Leadership

Rethinking school improvement

Whether the school a child attends is ‘good’ or ‘bad’ is only one of the many factors influencing his or her success. In the second of his new series for School Leadership Today, John West-Burnham asks why schools seeking to improve student outcomes rarely consider the rest.

Whether the school a child attends is ‘good’ or ‘bad’ is only one of the many factors influencing his or her success. In the second of his new series for School Leadership Today, John West-Burnham asks why schools seeking to improve student outcomes rarely consider the rest.

School improvement has been the prevailing orthodoxy in school policy and leadership for a generation. There is no doubt that as the dominant mode of strategic thinking informing policy across school systems, the approach has achieved significant change and has been responsible for improvements in the performance and effectiveness of schools.

Parallel with this focus on improving the school as an institution has been recognition that perhaps just focusing on the school might not be enough. Jerrim demonstrates the very real impact of family and social advantage:

‘High achieving boys from the most advantaged family backgrounds in England are roughly two and a half years ahead of their counterparts in the least advantaged households by the age of 15.’

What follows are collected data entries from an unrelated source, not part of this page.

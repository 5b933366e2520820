use thiserror::Error;

/// Configuration-related errors with structured variants.
#[derive(Error, Debug)]
pub enum ConfigError {
    #[error("missing required field: {field}")]
    MissingField { field: &'static str },

    #[error("invalid value for {field}: {reason}")]
    InvalidValue { field: &'static str, reason: String },

    #[error("failed to read config file: {0}")]
    ReadFile(#[source] std::io::Error),

    #[error("failed to parse config: {0}")]
    Parse(#[source] toml::de::Error),
}

#[derive(Error, Debug)]
pub enum Error {
    #[error(transparent)]
    Config(#[from] ConfigError),

    #[error("connection error: {0}")]
    Connection(String),

    #[error("database error: {0}")]
    Database(String),

    #[error("migration error: {0}")]
    Migration(String),

    #[error("parse error: {0}")]
    Parse(String),

    #[error("invalid argument: {0}")]
    InvalidArgument(String),

    #[error("JSON parsing error: {0}")]
    Json(#[from] serde_json::Error),

    #[error("CSV error: {0}")]
    Csv(#[from] csv::Error),

    #[error("IO error: {0}")]
    Io(#[from] std::io::Error),
}

impl From<diesel::result::Error> for Error {
    fn from(err: diesel::result::Error) -> Self {
        Self::Database(err.to_string())
    }
}

/// Result type alias for argdb operations.
pub type Result<T> = std::result::Result<T, Error>;
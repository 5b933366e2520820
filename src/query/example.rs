//! Claims and claim/premise training examples per split.

use std::collections::HashMap;

use serde::{Deserialize, Serialize};
use tracing::debug;

use super::split::Split;
use crate::error::Result;
use crate::model::{Adu, AduId, RelationCategory};
use crate::store::{ArgumentStore, LinkedPremise};

/// Preferred stance for the k-th included claim is `STANCE_ROTATION[k % 2]`
/// (k counted from 1).
const STANCE_ROTATION: [RelationCategory; 2] =
    [RelationCategory::StancePro, RelationCategory::StanceCon];

/// A claim, one of its premises, and the category of the link between them.
#[derive(Debug, Clone, PartialEq, Eq, Serialize, Deserialize)]
pub struct TrainingExample {
    pub claim: Adu,
    pub premise: Adu,
    pub category: RelationCategory,
}

/// Claims belonging to `split`, ordered by id.
///
/// # Errors
/// Propagates store errors.
pub fn claims<S: ArgumentStore + ?Sized>(store: &mut S, split: Split) -> Result<Vec<Adu>> {
    let total = store.count_claims()?;
    let (start, end) = split.bounds(total);
    store.claims_page(start, end - start)
}

/// One training example per claim of `split` that has at least one premise.
///
/// Stances alternate across the included claims so the examples stay
/// balanced between `stance_pro` and `stance_con` where the data allows.
///
/// # Errors
/// Propagates store errors.
pub fn examples<S: ArgumentStore + ?Sized>(
    store: &mut S,
    split: Split,
) -> Result<Vec<TrainingExample>> {
    let claims = claims(store, split)?;
    let ids: Vec<AduId> = claims.iter().map(|c| c.id).collect();
    let linked = store.premises_for_claims(&ids)?;
    let examples = select_examples(&claims, linked);
    debug!(
        split = %split,
        claims = claims.len(),
        examples = examples.len(),
        "built training examples"
    );
    Ok(examples)
}

/// Pick one premise per claim, alternating the preferred stance.
///
/// Claims without premises are skipped and do not advance the rotation.
/// When no premise has the preferred stance the first linked premise is
/// used.
#[must_use]
pub fn select_examples(claims: &[Adu], linked: Vec<LinkedPremise>) -> Vec<TrainingExample> {
    let mut by_claim: HashMap<AduId, Vec<(Adu, RelationCategory)>> = HashMap::new();
    for link in linked {
        by_claim
            .entry(link.claim_id)
            .or_default()
            .push((link.premise, link.category));
    }

    let mut examples = Vec::new();
    for claim in claims {
        let Some(premises) = by_claim.get(&claim.id) else {
            continue;
        };
        let Some(first) = premises.first() else {
            continue;
        };
        let desired = STANCE_ROTATION[(examples.len() + 1) % 2];
        let (premise, category) = premises
            .iter()
            .find(|(_, category)| *category == desired)
            .unwrap_or(first);
        examples.push(TrainingExample {
            claim: claim.clone(),
            premise: premise.clone(),
            category: *category,
        });
    }
    examples
}
use std::fs;

use argdb::config::Settings;
use argdb::error::{ConfigError, Error};

#[test]
fn config_loads_file() {
    let dir = tempfile::tempdir().unwrap();
    let path = dir.path().join("argdb.toml");
    fs::write(
        &path,
        r#"
[database]
host = "db.example.org"
port = 3307
name = "corpus"
pool_size = 3

[cache]
dir = "/tmp/argdb-cache"

[logging]
level = "warn"
format = "json"
"#,
    )
    .unwrap();

    let settings = Settings::load(&path).unwrap();
    assert_eq!(settings.database.host, "db.example.org");
    assert_eq!(settings.database.port, 3307);
    assert_eq!(settings.database.name, "corpus");
    assert_eq!(settings.database.pool_size, 3);
    assert_eq!(settings.logging.format, "json");
}

#[test]
fn missing_config_file_uses_defaults() {
    let dir = tempfile::tempdir().unwrap();
    let settings = Settings::load(dir.path().join("absent.toml")).unwrap();
    assert_eq!(settings.database.name, "argument-mining");
    assert_eq!(settings.database.port, 3306);
}

#[test]
fn config_rejects_zero_pool_size() {
    let dir = tempfile::tempdir().unwrap();
    let path = dir.path().join("argdb.toml");
    fs::write(&path, "[database]\npool_size = 0\n").unwrap();

    match Settings::load(&path) {
        Err(Error::Config(ConfigError::InvalidValue {
            field: "pool_size", ..
        })) => {}
        Err(err) => panic!("Expected invalid pool size error, got {err}"),
        Ok(_) => panic!("Expected invalid pool size error"),
    }
}

#[test]
fn config_rejects_wrong_types() {
    let dir = tempfile::tempdir().unwrap();
    let path = dir.path().join("argdb.toml");
    fs::write(&path, "[database]\nport = \"not a port\"\n").unwrap();

    assert!(matches!(
        Settings::load(&path),
        Err(Error::Config(ConfigError::Parse(_)))
    ));
}
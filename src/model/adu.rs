//! Argumentative discourse units.

use std::fmt;
use std::str::FromStr;

use serde::{Deserialize, Serialize};

use super::domain::DomainId;
use crate::error::Error;

/// Database identity of an ADU.
pub type AduId = i32;

/// Role of an ADU in an argument.
#[derive(Debug, Clone, Copy, PartialEq, Eq, Hash, Serialize, Deserialize)]
#[serde(rename_all = "lowercase")]
pub enum AduKind {
    /// The conclusion being argued for or against.
    Claim,
    /// A reason offered for or against a claim.
    Premise,
}

impl AduKind {
    /// The value stored in the `type` column.
    #[must_use]
    pub const fn as_str(self) -> &'static str {
        match self {
            Self::Claim => "claim",
            Self::Premise => "premise",
        }
    }
}

impl fmt::Display for AduKind {
    fn fmt(&self, f: &mut fmt::Formatter<'_>) -> fmt::Result {
        f.write_str(self.as_str())
    }
}

impl FromStr for AduKind {
    type Err = Error;

    fn from_str(s: &str) -> Result<Self, Self::Err> {
        match s {
            "claim" => Ok(Self::Claim),
            "premise" => Ok(Self::Premise),
            other => Err(Error::Parse(format!("unknown ADU type '{other}'"))),
        }
    }
}

/// A stored argumentative discourse unit.
#[derive(Debug, Clone, PartialEq, Eq, Serialize, Deserialize)]
pub struct Adu {
    pub id: AduId,
    pub text: String,
    pub kind: AduKind,
    pub domain_id: DomainId,
}

impl Adu {
    #[must_use]
    pub fn is_claim(&self) -> bool {
        self.kind == AduKind::Claim
    }
}

/// An ADU that has not been stored yet.
#[derive(Debug, Clone, PartialEq, Eq)]
pub struct NewAdu {
    pub text: String,
    pub kind: AduKind,
    pub domain_id: DomainId,
}

impl NewAdu {
    #[must_use]
    pub fn claim(text: impl Into<String>, domain_id: DomainId) -> Self {
        Self {
            text: text.into(),
            kind: AduKind::Claim,
            domain_id,
        }
    }

    #[must_use]
    pub fn premise(text: impl Into<String>, domain_id: DomainId) -> Self {
        Self {
            text: text.into(),
            kind: AduKind::Premise,
            domain_id,
        }
    }
}
//! Logging configuration and initialization.

use serde::Deserialize;
use tracing_subscriber::{fmt, EnvFilter};

/// Logging configuration.
#[derive(Debug, Clone, Deserialize)]
pub struct LoggingConfig {
    #[serde(default = "default_level")]
    pub level: String,
    #[serde(default = "default_format")]
    pub format: String,
}

fn default_level() -> String {
    "info".into()
}

fn default_format() -> String {
    "pretty".into()
}

impl LoggingConfig {
    /// Initialize the tracing subscriber with this logging configuration.
    ///
    /// `RUST_LOG` takes precedence over the configured level. Output goes to
    /// stderr so command output on stdout stays machine-readable.
    pub fn init(&self) {
        let filter =
            EnvFilter::try_from_default_env().unwrap_or_else(|_| EnvFilter::new(&self.level));

        // A subscriber may already be installed (tests, embedding callers).
        let _ = match self.format.as_str() {
            "json" => fmt()
                .json()
                .with_env_filter(filter)
                .with_writer(std::io::stderr)
                .try_init(),
            _ => fmt()
                .with_env_filter(filter)
                .with_writer(std::io::stderr)
                .try_init(),
        };
    }
}

impl Default for LoggingConfig {
    fn default() -> Self {
        Self {
            level: default_level(),
            format: default_format(),
        }
    }
}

Schools have improved as schools – there are now more good schools than at any time in the past – but that assumes that successful schools are the most significant manifestation of a high performing education system. One of the key challenges facing education systems such as England and many parts of the USA is that while there is undisputed excellence, there is a lack of equity. In other words, while every child has the right to go to school, not every child goes to a good school.